Your going to add some weight of the first alloy and some weight of the second allow to get 40 grams.
let x be the weight used from the first alloy and y the weight from the second.
so x+y=40

How much gold is in the 40 grams?

Well it's 30% gold, so
40*(.3)=12g of gold

likewise the amount of gold present from the first alloy would be 0.2x

the amount in the 60% sample is 0.6y

those two amounts add together to be the 12g of gold.

0.2x+0.6y=12

so two formulas, two variables.

if x+y=40 then
x=40-y

plug it in
0.2(40-y)+0.6(y)=12
8-0.2y+0.6y=12
0.4y=4
y=10

therefore x=30

check that it works to be safe
0.2(30)+0.6(10)=12
6+6=12
excellent.

hope this helps!

There is a rule for this class of problems of finding proportions of mixtures. Most of the time this can be done mentally, for example by chemists or nurses.
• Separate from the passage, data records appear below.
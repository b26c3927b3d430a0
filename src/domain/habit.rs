/// Habit entity and related functionality
///
/// This module defines the Habit struct that represents something the user
/// wants to track, the patch type used to edit it, the completion rule that
/// decides when a measured value counts as done, and the built-in catalog.

use serde::{Deserialize, Serialize};

use crate::domain::{Category, HabitId, HabitKind};

/// A habit represents something the user wants to do regularly
///
/// Presentation attributes (`emoji`, `color`, `unit`) are opaque to the
/// engine; only `kind` and `target` affect how completion is computed.
#[derive(Debug, Clone, PartialEq, Serialize, Deserialize)]
pub struct Habit {
    /// Unique identifier for this habit, never changes after creation
    pub id: HabitId,
    /// Display name (e.g., "Gym Session", "Water")
    pub name: String,
    pub emoji: String,
    /// Boolean, counter or duration
    #[serde(rename = "type")]
    pub kind: HabitKind,
    /// Value at or above which a counter/duration habit is completed
    #[serde(default, skip_serializing_if = "Option::is_none")]
    pub target: Option<f64>,
    /// Unit for the target value (e.g., "glasses", "hours")
    #[serde(default, skip_serializing_if = "Option::is_none")]
    pub unit: Option<String>,
    pub category: Category,
    /// Accent color for the habit
    pub color: String,
}

/// Everything needed to create a habit except its id
#[derive(Debug, Clone, PartialEq, Deserialize)]
pub struct NewHabit {
    pub name: String,
    pub emoji: String,
    #[serde(rename = "type")]
    pub kind: HabitKind,
    #[serde(default)]
    pub target: Option<f64>,
    #[serde(default)]
    pub unit: Option<String>,
    pub category: Category,
    pub color: String,
}

/// Partial update of a habit
///
/// There is deliberately no `id` field: a habit's identity cannot be
/// changed through an update. `target` and `unit` use a nested option so a
/// patch can clear them (`Some(None)`) as well as set them.
#[derive(Debug, Clone, Default, PartialEq)]
pub struct HabitPatch {
    pub name: Option<String>,
    pub emoji: Option<String>,
    pub kind: Option<HabitKind>,
    pub target: Option<Option<f64>>,
    pub unit: Option<Option<String>>,
    pub category: Option<Category>,
    pub color: Option<String>,
}

impl HabitPatch {
    /// True when the patch would not change anything
    pub fn is_empty(&self) -> bool {
        *self == Self::default()
    }
}

impl Habit {
    /// Create a habit with a fresh random id
    pub fn new(data: NewHabit) -> Self {
        Self::with_id(HabitId::new(), data)
    }

    /// Create a habit with a caller-chosen id (used by the built-in catalog)
    pub fn with_id(id: HabitId, data: NewHabit) -> Self {
        Self {
            id,
            name: data.name,
            emoji: data.emoji,
            kind: data.kind,
            target: data.target,
            unit: data.unit,
            category: data.category,
            color: data.color,
        }
    }

    /// Merge the present fields of a patch into this habit
    pub fn apply(&mut self, patch: HabitPatch) {
        if let Some(name) = patch.name {
            self.name = name;
        }
        if let Some(emoji) = patch.emoji {
            self.emoji = emoji;
        }
        if let Some(kind) = patch.kind {
            self.kind = kind;
        }
        if let Some(target) = patch.target {
            self.target = target;
        }
        if let Some(unit) = patch.unit {
            self.unit = unit;
        }
        if let Some(category) = patch.category {
            self.category = category;
        }
        if let Some(color) = patch.color {
            self.color = color;
        }
    }

    /// The rule deciding when a recorded value completes this habit
    pub fn completion_rule(&self) -> CompletionRule {
        CompletionRule::from_target(self.target)
    }

    /// Get a display string for the target (e.g., "8 glasses")
    pub fn target_display(&self) -> Option<String> {
        match (self.target, &self.unit) {
            (Some(value), Some(unit)) => Some(format!("{} {}", value, unit)),
            (Some(value), None) => Some(value.to_string()),
            _ => None,
        }
    }
}

/// When a numeric value counts as "completed"
#[derive(Debug, Clone, Copy, PartialEq)]
pub enum CompletionRule {
    /// Completed once the value reaches the target
    AtLeast(f64),
    /// Completed by any positive value
    AnyPositive,
}

impl CompletionRule {
    /// Build the rule for an optional target
    ///
    /// A missing, zero or NaN target is treated as "no target". Any other
    /// target, negative ones included, is a threshold.
    pub fn from_target(target: Option<f64>) -> Self {
        match target {
            Some(t) if t != 0.0 && !t.is_nan() => CompletionRule::AtLeast(t),
            _ => CompletionRule::AnyPositive,
        }
    }

    pub fn is_completed(&self, value: f64) -> bool {
        match self {
            CompletionRule::AtLeast(target) => value >= *target,
            CompletionRule::AnyPositive => value > 0.0,
        }
    }
}

/// The catalog a fresh installation starts with
pub fn default_habits() -> Vec<Habit> {
    fn boolean(id: &str, name: &str, emoji: &str, category: Category, color: &str) -> Habit {
        Habit::with_id(
            HabitId::from(id),
            NewHabit {
                name: name.to_string(),
                emoji: emoji.to_string(),
                kind: HabitKind::Boolean,
                target: None,
                unit: None,
                category,
                color: color.to_string(),
            },
        )
    }

    vec![
        // Fitness
        boolean("gym", "Gym Session", "🏋️", Category::Fitness, "#10b981"),
        boolean("boxing", "Boxing", "🥊", Category::Fitness, "#ef4444"),
        boolean("cardio", "Cardio", "🏃", Category::Fitness, "#6366f1"),
        boolean("stretching", "Stretching", "🧘", Category::Fitness, "#ec4899"),
        // Nutrition
        boolean("creatine", "Creatine", "💊", Category::Nutrition, "#f59e0b"),
        boolean("protein", "Protein Shake", "🥤", Category::Nutrition, "#f97316"),
        boolean("vitamins", "Vitamins", "💊", Category::Nutrition, "#eab308"),
        boolean("clean-eating", "Clean Eating", "🥗", Category::Nutrition, "#22c55e"),
        // Wellness
        Habit::with_id(
            HabitId::from("water"),
            NewHabit {
                name: "Water".to_string(),
                emoji: "💧".to_string(),
                kind: HabitKind::Counter,
                target: Some(8.0),
                unit: Some("glasses".to_string()),
                category: Category::Wellness,
                color: "#0ea5e9".to_string(),
            },
        ),
        boolean("sleep", "Sleep 7+ hrs", "😴", Category::Wellness, "#8b5cf6"),
        // Discipline
        boolean("no-junk", "No Junk Food", "📵", Category::Discipline, "#f43f5e"),
        boolean("no-alcohol", "No Alcohol", "🚫", Category::Discipline, "#a855f7"),
    ]
}
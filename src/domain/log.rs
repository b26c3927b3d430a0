/// Per-day completion records
///
/// A HabitLog is one habit's record for one civil date; a DayLog groups all
/// HabitLogs of a date. HabitLog keeps `completed` consistent with `value`
/// itself: its fields are private and every mutation goes through a method
/// that resolves completion and refreshes the timestamp.

use chrono::{DateTime, Duration, NaiveDate, SubsecRound, Utc};
use serde::{Deserialize, Serialize};

use crate::domain::{CompletionRule, HabitId};

/// One habit's record for one calendar date
#[derive(Debug, Clone, PartialEq, Serialize, Deserialize)]
pub struct HabitLog {
    habit_id: HabitId,
    date: NaiveDate,
    /// Single source of truth for "did this count toward completion"
    completed: bool,
    /// Only present for counter/duration habits
    #[serde(default, skip_serializing_if = "Option::is_none")]
    value: Option<f64>,
    #[serde(with = "chrono::serde::ts_milliseconds")]
    updated_at: DateTime<Utc>,
}

impl HabitLog {
    /// A fresh log created by toggling: completed, no value
    pub fn toggled_on(habit_id: HabitId, date: NaiveDate, now: DateTime<Utc>) -> Self {
        Self {
            habit_id,
            date,
            completed: true,
            value: None,
            updated_at: stamp(now),
        }
    }

    /// A fresh log holding a measured value, completion resolved by `rule`
    pub fn measured(
        habit_id: HabitId,
        date: NaiveDate,
        value: f64,
        rule: CompletionRule,
        now: DateTime<Utc>,
    ) -> Self {
        Self {
            habit_id,
            date,
            completed: rule.is_completed(value),
            value: Some(value),
            updated_at: stamp(now),
        }
    }

    /// Flip `completed`, leaving any recorded value alone
    pub fn toggle(&mut self, now: DateTime<Utc>) {
        self.completed = !self.completed;
        self.touch(now);
    }

    /// Replace the value and recompute `completed` from it
    pub fn record_value(&mut self, value: f64, rule: CompletionRule, now: DateTime<Utc>) {
        self.value = Some(value);
        self.completed = rule.is_completed(value);
        self.touch(now);
    }

    pub fn habit_id(&self) -> &HabitId {
        &self.habit_id
    }

    pub fn date(&self) -> NaiveDate {
        self.date
    }

    pub fn completed(&self) -> bool {
        self.completed
    }

    pub fn value(&self) -> Option<f64> {
        self.value
    }

    pub fn updated_at(&self) -> DateTime<Utc> {
        self.updated_at
    }

    // updated_at must strictly increase on every mutation, even when two
    // mutations land in the same millisecond
    fn touch(&mut self, now: DateTime<Utc>) {
        let floor = self.updated_at + Duration::milliseconds(1);
        let now = stamp(now);
        self.updated_at = if now >= floor { now } else { floor };
    }
}

/// Timestamps are persisted with millisecond precision; keep memory identical
fn stamp(now: DateTime<Utc>) -> DateTime<Utc> {
    now.trunc_subsecs(3)
}

/// All habit records for one calendar date
#[derive(Debug, Clone, PartialEq, Serialize, Deserialize)]
pub struct DayLog {
    pub date: NaiveDate,
    logs: Vec<HabitLog>,
    /// Fixed when the date is first touched
    #[serde(with = "chrono::serde::ts_milliseconds")]
    pub created_at: DateTime<Utc>,
}

impl DayLog {
    /// Start a day with its first record
    pub fn new(first: HabitLog, now: DateTime<Utc>) -> Self {
        Self {
            date: first.date,
            logs: vec![first],
            created_at: stamp(now),
        }
    }

    pub fn logs(&self) -> &[HabitLog] {
        &self.logs
    }

    /// The record for a habit on this day, if any
    pub fn get(&self, habit_id: &HabitId) -> Option<&HabitLog> {
        self.logs.iter().find(|l| &l.habit_id == habit_id)
    }

    pub(crate) fn position(&self, habit_id: &HabitId) -> Option<usize> {
        self.logs.iter().position(|l| &l.habit_id == habit_id)
    }

    pub(crate) fn log_mut(&mut self, index: usize) -> &mut HabitLog {
        &mut self.logs[index]
    }

    /// Append a record for a habit that has none yet on this day
    pub(crate) fn push(&mut self, log: HabitLog) -> &mut HabitLog {
        let index = self.logs.len();
        self.logs.push(log);
        &mut self.logs[index]
    }

    /// Whether the habit has a completed record on this day
    pub fn is_completed(&self, habit_id: &HabitId) -> bool {
        self.get(habit_id).is_some_and(|l| l.completed)
    }

    /// Number of completed records, including records of deleted habits
    pub fn completed_count(&self) -> usize {
        self.logs.iter().filter(|l| l.completed).count()
    }
}

#[cfg(test)]
mod tests {
    use super::*;
    use chrono::TimeZone;

    fn instant() -> DateTime<Utc> {
        Utc.with_ymd_and_hms(2024, 5, 1, 6, 0, 0).unwrap()
    }

    fn day() -> NaiveDate {
        NaiveDate::from_ymd_opt(2024, 5, 1).unwrap()
    }

    #[test]
    fn test_toggle_flips_and_strictly_advances_timestamp() {
        let now = instant();
        let mut log = HabitLog::toggled_on(HabitId::from("gym"), day(), now);
        assert!(log.completed());
        assert_eq!(log.value(), None);

        let first = log.updated_at();
        log.toggle(now);
        assert!(!log.completed());
        assert!(log.updated_at() > first);

        let second = log.updated_at();
        log.toggle(now);
        assert!(log.completed());
        assert!(log.updated_at() > second);
    }

    #[test]
    fn test_record_value_resolves_completion() {
        let rule = CompletionRule::from_target(Some(8.0));
        let mut log = HabitLog::measured(HabitId::from("water"), day(), 7.0, rule, instant());
        assert!(!log.completed());

        log.record_value(8.0, rule, instant());
        assert!(log.completed());
        assert_eq!(log.value(), Some(8.0));

        log.record_value(3.0, rule, instant());
        assert!(!log.completed());
    }

    #[test]
    fn test_toggle_keeps_value() {
        let rule = CompletionRule::AnyPositive;
        let mut log = HabitLog::measured(HabitId::from("water"), day(), 2.0, rule, instant());
        log.toggle(instant());
        assert!(!log.completed());
        assert_eq!(log.value(), Some(2.0));
    }

    #[test]
    fn test_day_log_counts_completed_records() {
        let now = instant();
        let mut day_log = DayLog::new(HabitLog::toggled_on(HabitId::from("gym"), day(), now), now);
        day_log.push(HabitLog::toggled_on(HabitId::from("cardio"), day(), now));
        let cardio = day_log.position(&HabitId::from("cardio")).unwrap();
        day_log.log_mut(cardio).toggle(now);

        assert_eq!(day_log.completed_count(), 1);
        assert!(day_log.is_completed(&HabitId::from("gym")));
        assert!(!day_log.is_completed(&HabitId::from("cardio")));
        assert!(!day_log.is_completed(&HabitId::from("boxing")));
    }

    #[test]
    fn test_serialized_shape() {
        let log = HabitLog::toggled_on(HabitId::from("gym"), day(), instant());
        let json = serde_json::to_value(&log).unwrap();
        assert_eq!(json["habit_id"], "gym");
        assert_eq!(json["date"], "2024-05-01");
        assert_eq!(json["updated_at"], instant().timestamp_millis());
        assert!(json.get("value").is_none());
    }
}
/// Body-weight log, kept in ascending date order

use chrono::{DateTime, NaiveDate, Utc};

use crate::domain::{WeightId, WeightLog, WeightSummary, WeightTrend};

#[derive(Debug, Clone, Default, PartialEq)]
pub struct WeightLogBook {
    entries: Vec<WeightLog>,
}

impl WeightLogBook {
    pub fn new(entries: Vec<WeightLog>) -> Self {
        Self { entries }
    }

    /// Append an entry and restore ascending date order
    ///
    /// The sort is stable, so entries sharing a date keep insertion order.
    /// Non-positive or non-finite weights are ignored.
    pub fn add(&mut self, weight: f64, date: NaiveDate, now: DateTime<Utc>) -> Option<&WeightLog> {
        let entry = WeightLog::new(weight, date, now)?;
        let id = entry.id;
        self.entries.push(entry);
        self.entries.sort_by_key(|e| e.date);

        tracing::debug!("Logged weight {} kg on {} ({})", weight, date, id);
        let index = self
            .entries
            .iter()
            .rposition(|e| e.id == id)
            .unwrap_or(self.entries.len() - 1);
        Some(&self.entries[index])
    }

    /// Remove an entry by id; absent ids are ignored
    pub fn delete(&mut self, id: WeightId) -> bool {
        let before = self.entries.len();
        self.entries.retain(|e| e.id != id);
        before != self.entries.len()
    }

    /// Last entry in date order
    pub fn latest(&self) -> Option<&WeightLog> {
        self.entries.last()
    }

    pub fn entries(&self) -> &[WeightLog] {
        &self.entries
    }

    /// Up to `n` entries, newest first, each with its change from the
    /// entry before it (0 for the first entry)
    pub fn recent(&self, n: usize) -> impl Iterator<Item = (&WeightLog, f64)> + '_ {
        let entries = &self.entries;
        entries.iter().enumerate().rev().take(n).map(move |(index, entry)| {
            let diff = index
                .checked_sub(1)
                .map_or(0.0, |prev| entry.weight - entries[prev].weight);
            (entry, diff)
        })
    }

    /// Change from the first entry to the latest one
    pub fn summary(&self) -> WeightSummary {
        let (Some(first), Some(last)) = (self.entries.first(), self.entries.last()) else {
            return WeightSummary::empty();
        };

        let change = last.weight - first.weight;
        WeightSummary {
            starting: Some(first.weight),
            current: Some(last.weight),
            change,
            entries: self.entries.len(),
            trend: WeightTrend::from_change(change),
        }
    }

    pub fn len(&self) -> usize {
        self.entries.len()
    }

    pub fn is_empty(&self) -> bool {
        self.entries.is_empty()
    }
}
We have one ingredient A at 20%, and B at 60%. The required mixture is 30% (must be between those of A & B).

Take the difference between the ingredients, namely 60-20=40%.

The target percentage lies at 10% from A and 30% from B, or in the ratio 1:3

The proportions required for A and B will be 3:1, namely 30g of A and 10g of B.

Interesting approach Mathmate. Hadn't seen that before.